Backup systems should be regularly monitored for failure. Frqeuently, backup systems are found to have stopped working without notice, resulting in wider data loss. Choosing backup software that provides an e-mail notification is a valuable method for monitoring a backup. In addition to reporting, the actual backup files should be checked to confirm the creation date and size. Significant changes in backup size or duration should be investigated.
Spare computer systems:
Every office should have at least one spare computer and monitor, so that when an existing computer fails and is removed for repair, the spare can be setup as a replacement.
Internal phone systems:
Traditional phone systems rely on a controller or “PBX unit” that is subject to wear and failure. Having a single “POTS” jack available near the phone controller, along with a long cable and handset, can provide a simply and effective work-around to receiving calls while a phone controller is being repaired. In addition, we recommend connecting phone systems to a battery backed UPS to provide power to run the phone system during an outage.
For newer VOIP phones and service, the phones are frequently powered using a Power-Over-Ethernet switch, so connecting both the POE switch and Internet connection (router and Internet service) to a UPS is necessary to provide phone service during a power outage.
We recommend avoiding the use of POE switches, since they are much more expensive than regular Ethernet switches. They typically run warm and have multiple fans due to their high power output, requiring a larger UPS and additional cooling. POE switches are also a significant single point of failure, disabling all phones and computers when they fail.

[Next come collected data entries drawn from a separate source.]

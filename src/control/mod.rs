//! Operations control API
//!
//! A small axum server for inspecting and driving the sync scheduler.

pub mod handlers;
pub mod server;
pub mod types;

pub use server::{router, ControlServer};
pub use types::ApiResponse;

For existing systems that already have a POE switch, a good disaster plan includes power transformers with battery backup (UPS) for important phones, such as a reception desk.
External phone service:
For traditional analog phone service, an external failure can be caused by an equipment outage at the telephone company central office (CO) or in the lines between the CO and phone system. In either case, phone companies are generally aware of these outages immediately, since the circuits are monitored for disruption. While re-routing phone service to a cell phone or voice mail is possible, there can be delays of up to 24 hours for the phone company to process these requests. We recommend contacting your telephone service provider to review the available options for handling outages in advance of a failure.
Voice-over-IP service (VoIP):
VOIP services rely on an Internet connection instead of a traditional central office for communication. While an Internet outage can disable both voice and data, many VoIP systems include a “network availability number” feature. The VoIP provider can automatically re-direct incoming phone calls to designated phone number, ensuring no calls are lost.

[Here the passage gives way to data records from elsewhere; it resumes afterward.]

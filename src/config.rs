//! Process configuration
//!
//! Values come from the environment (optionally seeded from a `.env` file).
//! Per-job schedules are not configured here; they live in the `sync_jobs`
//! table so they can be changed at runtime.

use crate::error::{AppError, Result};
use chrono_tz::Tz;
use std::env;
use std::path::PathBuf;
use std::str::FromStr;
use std::time::Duration;

const ENV_PREFIX: &str = "ASHARE_SYNC_";

/// Runtime configuration of the sync service
#[derive(Debug, Clone)]
pub struct AppConfig {
    pub data_dir: PathBuf,
    pub db_pool_size: u32,
    pub provider_url: String,
    pub provider_timeout: Duration,
    pub fetch_max_attempts: u32,
    pub fetch_base_delay: Duration,
    pub sync_workers: usize,
    pub realtime_workers: usize,
    pub market_tz: Tz,
    pub control: ControlConfig,
}

/// Operations control server settings
#[derive(Debug, Clone)]
pub struct ControlConfig {
    pub enabled: bool,
    pub host: String,
    pub port: u16,
}

impl Default for AppConfig {
    fn default() -> Self {
        Self {
            data_dir: PathBuf::from("./data"),
            db_pool_size: 8,
            provider_url: "http://127.0.0.1:8080".to_string(),
            provider_timeout: Duration::from_secs(30),
            fetch_max_attempts: 3,
            fetch_base_delay: Duration::from_millis(1000),
            sync_workers: 3,
            realtime_workers: 6,
            market_tz: chrono_tz::Asia::Shanghai,
            control: ControlConfig {
                enabled: true,
                host: "127.0.0.1".to_string(),
                port: 5010,
            },
        }
    }
}

impl AppConfig {
    /// Load configuration from the process environment
    pub fn from_env() -> Result<Self> {
        dotenvy::dotenv().ok();
        Self::from_lookup(|key| env::var(key).ok())
    }

    /// Build configuration from an arbitrary key lookup
    ///
    /// Keys are given without the `ASHARE_SYNC_` prefix.
    pub fn from_lookup<F>(lookup: F) -> Result<Self>
    where
        F: Fn(&str) -> Option<String>,
    {
        let get = |name: &str| {
            lookup(&format!("{}{}", ENV_PREFIX, name))
                .map(|v| v.trim().to_string())
                .filter(|v| !v.is_empty())
        };
        let defaults = Self::default();

        let config = Self {
            data_dir: get("DATA_DIR").map(PathBuf::from).unwrap_or(defaults.data_dir),
            db_pool_size: parse_or("DB_POOL_SIZE", get("DB_POOL_SIZE"), defaults.db_pool_size)?,
            provider_url: get("PROVIDER_URL")
                .map(|url| url.trim_end_matches('/').to_string())
                .unwrap_or(defaults.provider_url),
            provider_timeout: Duration::from_secs(parse_or(
                "PROVIDER_TIMEOUT_SECS",
                get("PROVIDER_TIMEOUT_SECS"),
                defaults.provider_timeout.as_secs(),
            )?),
            fetch_max_attempts: parse_or(
                "FETCH_MAX_ATTEMPTS",
                get("FETCH_MAX_ATTEMPTS"),
                defaults.fetch_max_attempts,
            )?,
            fetch_base_delay: Duration::from_millis(parse_or(
                "FETCH_BASE_DELAY_MS",
                get("FETCH_BASE_DELAY_MS"),
                defaults.fetch_base_delay.as_millis() as u64,
            )?),
            sync_workers: parse_or("WORKERS", get("WORKERS"), defaults.sync_workers)?,
            realtime_workers: parse_or(
                "REALTIME_WORKERS",
                get("REALTIME_WORKERS"),
                defaults.realtime_workers,
            )?,
            market_tz: match get("MARKET_TZ") {
                Some(name) => parse_timezone(&name)?,
                None => defaults.market_tz,
            },
            control: ControlConfig {
                enabled: match get("CONTROL_ENABLED") {
                    Some(v) => v.eq_ignore_ascii_case("true") || v == "1",
                    None => defaults.control.enabled,
                },
                host: get("CONTROL_HOST").unwrap_or(defaults.control.host),
                port: parse_or("CONTROL_PORT", get("CONTROL_PORT"), defaults.control.port)?,
            },
        };

        config.validate()?;
        Ok(config)
    }

    fn validate(&self) -> Result<()> {
        if self.db_pool_size == 0 {
            return Err(AppError::Config("DB_POOL_SIZE must be at least 1".to_string()));
        }
        if self.fetch_max_attempts == 0 {
            return Err(AppError::Config(
                "FETCH_MAX_ATTEMPTS must be at least 1".to_string(),
            ));
        }
        if self.sync_workers == 0 || self.realtime_workers == 0 {
            return Err(AppError::Config("worker counts must be at least 1".to_string()));
        }
        Ok(())
    }

    /// Path of the SQLite database file
    pub fn database_path(&self) -> PathBuf {
        self.data_dir.join("ashare_sync.db")
    }
}

/// Parse an IANA timezone name such as `Asia/Shanghai`
pub fn parse_timezone(name: &str) -> Result<Tz> {
    Tz::from_str(name).map_err(|_| AppError::Config(format!("Unknown timezone: {}", name)))
}

fn parse_or<T: FromStr>(name: &str, raw: Option<String>, default: T) -> Result<T> {
    match raw {
        Some(value) => value.parse::<T>().map_err(|_| {
            AppError::Config(format!("Invalid value for {}{}: {}", ENV_PREFIX, name, value))
        }),
        None => Ok(default),
    }
}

VoIP systems can also be configured to automatically send incoming calls to voice mail when there is an excessive number of incoming calls or unavailable additional lines. These options can usually be found in the web page control panel provided by the VoIP provider.
In addition to backing up the files from a web-site, a common point of failure is the zone file. This is a configuration file that stores names and IP addresses for all of the Internet options for a domain. Zone files can easily become defaulted during a system upgrade, resulting in e-mail and web-site outages.
Simply printing a copy of the zone file can be invaluable in restoring e-mail and web-sites during an outage. This can be done using a zone file utility, or by request from the hosting provider.
E-mail can be stored locally in an office, either on a workstation (typically Microsoft Outlook) or a server. Generally, a backup of the e-mail files is included in any full system backup.
When e-mail is accessed using IMAP4 or web-mail from an external mail server or service (such as Gmail, Yahoo, MSN, etc.) it can be more difficult to arrange a replacement service or restore missing data.